Aid needs in the 34 settlements in the outskirts of the port-town Bosasso span from getting access to basic services as water and food, but also longer term assistance that can rebuild and strengthen a minimum of resilience among the populations in Bosasso. Protection of the most vulnerable people living here is of great concern. Even for those who have lived here for many years, the struggle for better shelter and for safety and protection continues. Crime, abuse, and violence is ever present in the settlements for the displaced people. They are facing dangers and risks during daytime, but even more so at night, especially for the women of whom many live alone with their children.

Attacked and raped
Not far from the man praying in solitude is a woman watching from inside what is her home. She too lives in a home which under layers of sand dust reveals second hand clothes, old sacks, plastic sheets and card board boxes that have carried goods from around the world to Somalia. The woman, 40 years of age, is a mother of five daughters living with her in a Somali buul like that of the elderly man praying, and of hundreds of thousands other refugees and displaced in this region.

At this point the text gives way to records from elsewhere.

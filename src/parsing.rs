//! Parsing helpers for binary data, built on [`Buf`].

use bytes::{Buf, Bytes};

use crate::errors::{Error, Result};

pub trait BufParsing: Buf + Sized {
    fn read_u8(&mut self) -> Result<u8> {
        self.ensure_remaining(1)?;
        Ok(self.get_u8())
    }

    fn read_be_u16(&mut self) -> Result<u16> {
        self.ensure_remaining(2)?;
        Ok(self.get_u16())
    }

    fn read_be_u32(&mut self) -> Result<u32> {
        self.ensure_remaining(4)?;
        Ok(self.get_u32())
    }

    fn read_array<const C: usize>(&mut self) -> Result<[u8; C]> {
        self.ensure_remaining(C)?;
        let mut arr = [0u8; C];
        self.copy_to_slice(&mut arr);
        Ok(arr)
    }

    /// Reads `size` bytes out, zero copy where the underlying buffer allows it.
    fn read_take(&mut self, size: usize) -> Result<Bytes> {
        self.ensure_remaining(size)?;
        Ok(self.copy_to_bytes(size))
    }

    fn rest(&mut self) -> Bytes {
        let len = self.remaining();
        self.copy_to_bytes(len)
    }

    fn ensure_remaining(&self, size: usize) -> Result<()> {
        if self.remaining() < size {
            return Err(Error::PacketIncomplete {
                needed: size,
                remaining: self.remaining(),
            });
        }

        Ok(())
    }
}

impl<B: Buf> BufParsing for B {}
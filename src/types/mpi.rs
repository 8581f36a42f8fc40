use std::io;

use byteorder::{BigEndian, WriteBytesExt};
use bytes::{Buf, Bytes};

use crate::errors::{Error, Result};
use crate::parsing::BufParsing;
use crate::ser::Serialize;

/// Number of bits we accept when reading or writing MPIs.
/// The value is the same as gnupgs.
const MAX_EXTERN_MPI_BITS: u16 = 16384;

/// Represents an owned MPI value.
/// The inner value is stored without leading zeros, ready to be serialized.
///
/// Ref: <https://www.rfc-editor.org/rfc/rfc9580.html#name-multiprecision-integers>
#[derive(Default, Clone, PartialEq, Eq, derive_more::Debug)]
pub struct Mpi(#[debug("{}", hex::encode(_0))] Bytes);

impl Mpi {
    /// Parses the given buffer as an MPI.
    ///
    /// The buffer is expected to be length-prefixed.
    pub fn from_buf<B: Buf>(mut i: B) -> Result<Self> {
        let len_bits = i.read_be_u16()?;

        if len_bits > MAX_EXTERN_MPI_BITS {
            return Err(Error::MpiTooLong { bits: len_bits });
        }

        let len_bytes = (len_bits + 7) >> 3;

        let n = i.read_take(usize::from(len_bytes))?;
        let n_stripped = strip_leading_zeros(&n);
        let n_stripped = n.slice_ref(n_stripped);

        Ok(Mpi(n_stripped))
    }

    /// Represent the data in `raw` as an Mpi.
    /// Note that `raw` is not expected to be length-prefixed!
    ///
    /// Strips leading zeros.
    pub fn from_slice(raw: &[u8]) -> Self {
        Mpi(strip_leading_zeros(raw).to_vec().into())
    }

    pub fn len(&self) -> usize {
        self.0.len()
    }

    pub fn is_empty(&self) -> bool {
        self.0.is_empty()
    }

    /// Number of significant bits.
    pub fn bits(&self) -> usize {
        bit_size(&self.0)
    }
}

/// Returns the bit length of a given slice.
#[inline]
fn bit_size(val: &[u8]) -> usize {
    if val.is_empty() {
        0
    } else {
        (val.len() * 8) - val[0].leading_zeros() as usize
    }
}

#[inline]
fn strip_leading_zeros(bytes: &[u8]) -> &[u8] {
    bytes
        .iter()
        .position(|b| b != &0)
        .map_or(&[], |offset| &bytes[offset..])
}

impl AsRef<[u8]> for Mpi {
    fn as_ref(&self) -> &[u8] {
        self.0.as_ref()
    }
}

impl Serialize for Mpi {
    fn to_writer<W: io::Write>(&self, w: &mut W) -> Result<()> {
        let bytes = &self.0;
        let size = bit_size(bytes);
        w.write_u16::<BigEndian>(size as u16)?;
        w.write_all(bytes)?;

        Ok(())
    }

    fn write_len(&self) -> usize {
        2 + self.0.len()
    }
}

#[cfg(test)]
mod tests {
    #![allow(clippy::unwrap_used)]

    use proptest::prelude::*;

    use super::*;

    impl Arbitrary for Mpi {
        type Parameters = ();
        type Strategy = BoxedStrategy<Self>;

        fn arbitrary_with(_args: Self::Parameters) -> Self::Strategy {
            proptest::collection::vec(0u8..255, 1..500)
                .prop_map(|v| Mpi::from_slice(&v))
                .boxed()
        }
    }

    #[test]
    fn test_mpi() {
        // Decode the number `511` (`0x1FF` in hex).
        assert_eq!(
            Mpi::from_buf(&mut &[0x00, 0x09, 0x01, 0xFF][..]).unwrap(),
            Mpi::from_slice(&[0x01, 0xFF][..])
        );

        // Decode the number `2^255 + 7`.
        assert_eq!(
            Mpi::from_buf(
                &mut &[
                    0x01, 0, 0x80, 0, 0, 0, 0, 0, 0, 0, 0, 0, 0, 0, 0, 0, 0, 0, 0, 0, 0, 0, 0, 0,
                    0, 0, 0, 0, 0, 0, 0, 0, 0, 0x07
                ][..]
            )
            .unwrap(),
            Mpi::from_slice(
                &[
                    0x80, 0, 0, 0, 0, 0, 0, 0, 0, 0, 0, 0, 0, 0, 0, 0, 0, 0, 0, 0, 0, 0, 0, 0, 0,
                    0, 0, 0, 0, 0, 0, 0x07
                ][..]
            )
        );
    }

    #[test]
    fn test_mpi_too_long() {
        let err = Mpi::from_buf(&mut &[0xFF, 0xFF, 0x01][..]).unwrap_err();
        assert!(matches!(err, Error::MpiTooLong { bits: 0xFFFF }));
    }

    #[test]
    fn test_strip_leading_zeros_with_all_zeros() {
        let buf = [0u8, 0u8, 0u8];
        let stripped: &[u8] = strip_leading_zeros(&buf[..]);
        assert!(stripped.is_empty());
    }

    proptest! {
        #[test]
        fn mpi_write_len(m: Mpi) {
            let mut buf = Vec::new();
            m.to_writer(&mut buf)?;

            prop_assert_eq!(m.write_len(), buf.len());
        }

        #[test]
        fn mpi_roundtrip(m: Mpi) {
            let mut buf = Vec::new();
            m.to_writer(&mut buf)?;

            let m_back = Mpi::from_buf(&mut &buf[..])?;
            prop_assert_eq!(m, m_back);
        }
    }
}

‘Everyone fears the night here – especially women like me who have no protection and no men to guard the family,’ the woman tells. She is one of the estimated 35,000 people living in poor settlements scattered in the outskirts of Bosasso. Being alone with five daughters, she is among the very vulnerable inhabitants of the settlements. Only two months ago, the nightmare came true as a group of armed men broke in just after midnight. The daughters managed to escape, but she didn’t. She screamed and called for help, but her calls were not heard. She was raped by the three men who fled after the attack and who have never been found.

‘There is hardly any light in the settlement. And not even inside our homes can we feel safe.’ The woman was examined at a hospital the day after. Pain killers was all she got before she went back home. As Danish Refugee Council became aware of the case, the woman received protection support and assistance allowing her to recover at home.

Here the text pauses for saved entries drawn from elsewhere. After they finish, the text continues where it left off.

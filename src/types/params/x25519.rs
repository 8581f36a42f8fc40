use std::io;

use bytes::Buf;

use crate::errors::Result;
use crate::parsing::BufParsing;
use crate::ser::Serialize;

/// X25519 public key material (RFC 9580): 32 raw octets.
#[derive(PartialEq, Eq, Clone, derive_more::Debug)]
pub struct X25519PublicParams {
    #[debug("{}", hex::encode(key))]
    pub key: [u8; 32],
}

impl X25519PublicParams {
    pub fn try_from_buf<B: Buf>(mut i: B) -> Result<Self> {
        let key = i.read_array::<32>()?;

        Ok(X25519PublicParams { key })
    }
}

impl Serialize for X25519PublicParams {
    fn to_writer<W: io::Write>(&self, writer: &mut W) -> Result<()> {
        writer.write_all(&self.key)?;

        Ok(())
    }

    fn write_len(&self) -> usize {
        32
    }
}
// Validated entry points for in-room client actions. Each handler checks its preconditions
// before touching state; a refused action leaves the room exactly as it was.

use crate::domain::map::{Cell, Wall};
use crate::domain::systems::collision::{can_occupy, circles_overlap};
use crate::domain::tuning::{Ability, ClassStats, PlayerClass};
use crate::domain::{Bullet, Player, PlayerId, RoomStatus, Team};
use crate::use_cases::registry::PlayerRegistry;
use crate::use_cases::room::{Room, RoomCtx};
use crate::use_cases::scheduler::Timer;
use crate::use_cases::types::{ActionError, ServerEvent, TargetPoint};
use std::collections::BTreeMap;
use tracing::{debug, info};

/// Looks up a member who may act in the simulation right now.
fn active_player<'p>(
    room: &Room,
    players: &'p mut PlayerRegistry,
    player_id: PlayerId,
) -> Result<(&'p mut Player, Team, ClassStats), ActionError> {
    if room.status != RoomStatus::Playing {
        return Err(ActionError::WrongPhase);
    }
    if !room.members.contains(&player_id) {
        return Err(ActionError::NotInRoom);
    }
    let player = players
        .get_mut(player_id)
        .ok_or(ActionError::UnknownPlayer)?;
    let team = player.team.ok_or(ActionError::NoTeam)?;
    let stats = player.stats().ok_or(ActionError::NoClass)?;
    if !player.is_alive() {
        return Err(ActionError::NotAlive);
    }
    Ok((player, team, stats))
}

pub fn select_class(
    room: &mut Room,
    ctx: &mut RoomCtx<'_>,
    player_id: PlayerId,
    class: &str,
    ability: &str,
) -> Result<(), ActionError> {
    let class: PlayerClass = class.parse().map_err(|_| ActionError::UnknownClass)?;
    let ability: Ability = ability
        .parse()
        .map_err(|_| ActionError::AbilityNotUnlocked)?;

    let player = ctx
        .players
        .get_mut(player_id)
        .ok_or(ActionError::UnknownPlayer)?;
    if player.team.is_none() {
        return Err(ActionError::NoTeam);
    }
    // Late pickers may still join a running game once.
    match room.status {
        RoomStatus::Selection => {}
        RoomStatus::Playing if !player.ready => {}
        _ => return Err(ActionError::WrongPhase),
    }
    if ability.class() != class || !player.unlocked.contains(class, ability) {
        return Err(ActionError::AbilityNotUnlocked);
    }

    player.class = Some(class);
    player.ability = Some(ability);
    player.health = class.stats().max_health;
    player.ready = true;

    debug!(
        room_id = %room.id,
        player_id = %player_id,
        class = class.as_str(),
        ability = ability.as_str(),
        "class selected"
    );

    if room.status == RoomStatus::Selection && room.all_ready(ctx.players) {
        room.start_game(ctx);
    }
    Ok(())
}

/// Steps the player one class-speed unit along the input direction. Blocked moves are
/// dropped without changing anything.
pub fn move_player(
    room: &mut Room,
    ctx: &mut RoomCtx<'_>,
    player_id: PlayerId,
    dx: f32,
    dy: f32,
) -> Result<(), ActionError> {
    if !dx.is_finite() || !dy.is_finite() {
        return Err(ActionError::InvalidInput);
    }
    let (player, _, stats) = active_player(room, ctx.players, player_id)?;

    let length = (dx * dx + dy * dy).sqrt();
    if length == 0.0 {
        return Ok(());
    }
    let (nx, ny) = (dx / length, dy / length);
    let x = player.x + nx * stats.speed;
    let y = player.y + ny * stats.speed;

    if !can_occupy(&room.grid, &ctx.tuning.arena, x, y, stats.radius) {
        debug!(player_id = %player_id, x, y, "move blocked");
        return Ok(());
    }

    player.x = x;
    player.y = y;
    // Clockwise from "up": sin(rotation) = nx, -cos(rotation) = ny.
    player.rotation = nx.atan2(-ny);
    room.pin_carried_cube(player, &ctx.tuning.matches);

    ctx.outbox.broadcast(
        &room.members,
        ServerEvent::PlayerMoved {
            player_id,
            x,
            y,
            rotation: player.rotation,
        },
    );
    Ok(())
}

pub fn shoot(
    room: &mut Room,
    ctx: &mut RoomCtx<'_>,
    player_id: PlayerId,
    angle: f32,
) -> Result<(), ActionError> {
    if !angle.is_finite() {
        return Err(ActionError::InvalidInput);
    }
    let (player, team, _) = active_player(room, ctx.players, player_id)?;

    if let Some(last) = player.last_shot_ms {
        if ctx.now_ms.saturating_sub(last) < ctx.tuning.projectile.shot_interval_ms {
            return Err(ActionError::ShotTooSoon);
        }
    }
    player.last_shot_ms = Some(ctx.now_ms);

    let bullet = Bullet {
        id: room.next_bullet_id(),
        origin_x: player.x,
        origin_y: player.y,
        x: player.x,
        y: player.y,
        angle,
        speed: ctx.tuning.projectile.speed,
        owner: player_id,
        team,
        spawned_ms: ctx.now_ms,
    };
    room.bullets.push(bullet.clone());
    ctx.outbox
        .broadcast(&room.members, ServerEvent::BulletFired(bullet));
    Ok(())
}
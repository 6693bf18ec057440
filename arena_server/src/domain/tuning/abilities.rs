/// Ability catalog. Each variant has exactly one effect handler; variants without one are
/// rejected instead of silently doing nothing.
use super::classes::PlayerClass;
use std::str::FromStr;

#[derive(Debug, Clone, Copy, PartialEq, Eq, PartialOrd, Ord, Hash)]
pub enum Ability {
    Stealth,
    Dash,
    Phase,
    Teleport,
    Turret,
    Mine,
    Heal,
    Clone,
    Wall,
    Hammer,
    Stun,
    Shield,
}

#[derive(Debug, Clone, Copy)]
pub struct AbilityTuning {
    /// How long stealth keeps a player invisible.
    pub stealth_ms: u64,

    /// Forward distance covered by a dash.
    pub dash_distance: f32,

    /// Distance ahead of the player where a wall is raised.
    pub wall_reach: f32,

    /// Health of an ability-placed wall.
    pub temporary_wall_health: u32,

    /// Health restored by a heal, capped at the class maximum.
    pub heal_amount: i32,

    /// How long a shield absorbs incoming bullets.
    pub shield_ms: u64,
}

impl Default for AbilityTuning {
    fn default() -> Self {
        Self {
            stealth_ms: 5_000,
            dash_distance: 100.0,
            wall_reach: 50.0,
            temporary_wall_health: 2,
            heal_amount: 40,
            shield_ms: 3_000,
        }
    }
}

impl Ability {
    pub const ALL: [Ability; 12] = [
        Ability::Stealth,
        Ability::Dash,
        Ability::Phase,
        Ability::Teleport,
        Ability::Turret,
        Ability::Mine,
        Ability::Heal,
        Ability::Clone,
        Ability::Wall,
        Ability::Hammer,
        Ability::Stun,
        Ability::Shield,
    ];

    pub fn as_str(self) -> &'static str {
        match self {
            Self::Stealth => "stealth",
            Self::Dash => "dash",
            Self::Phase => "phase",
            Self::Teleport => "teleport",
            Self::Turret => "turret",
            Self::Mine => "mine",
            Self::Heal => "heal",
            Self::Clone => "clone",
            Self::Wall => "wall",
            Self::Hammer => "hammer",
            Self::Stun => "stun",
            Self::Shield => "shield",
        }
    }

    pub fn class(self) -> PlayerClass {
        match self {
            Self::Stealth | Self::Dash | Self::Phase | Self::Teleport => PlayerClass::Light,
            Self::Turret | Self::Mine | Self::Heal | Self::Clone => PlayerClass::Medium,
            Self::Wall | Self::Hammer | Self::Stun | Self::Shield => PlayerClass::Heavy,
        }
    }

    /// Whether the server has an effect for this ability.
    pub fn is_implemented(self) -> bool {
        matches!(
            self,
            Self::Stealth | Self::Dash | Self::Wall | Self::Heal | Self::Shield
        )
    }
}

impl FromStr for Ability {
    type Err = ();

    fn from_str(value: &str) -> Result<Self, Self::Err> {
        Self::ALL
            .into_iter()
            .find(|ability| ability.as_str() == value)
            .ok_or(())
    }
}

As part of Danish Refugee Council’s efforts to help improve protection in the settlements, solar cell torches have been distributed which make it feasible for women and children to travel around the settlements after dark and safely access facilities such as latrines. Through awareness raising campaigns people have been informed about their rights and obligations, and how to refer cases of crime, violence, and rape, to the local police. Her case was reported the day after the incident happened.

‘I pray to God that the perpetrators will be found. The men who raped me were armed, and if they are powerful people then they will get away with it. I don’t know. But they knew where my daughters and I are living and since this happened I can’t sleep at night any longer.’

As the call for prayer again sounds out over the settlements in Bosasso, the elderly man reappears outside his shelter and again turns his face in the direction of the sea, towards Mecca. Faith can seem all that is left here where survival is a daily quest. A new shelter made of iron sheets with windows and a door, a torch, better access to water and sanitation, small business grants and improved livelihoods – these are little but essential improvements of lives on the edge of Somalia.

The European Commission’s Office for Humanitarian Aid and Civil Protection is among the donors funding Danish Refugee Council’s protection and emergency aid activities in Puntland, and most recently through the ‘Integrated Emergency Response’ project in Somalia from 2011 to mid-2013.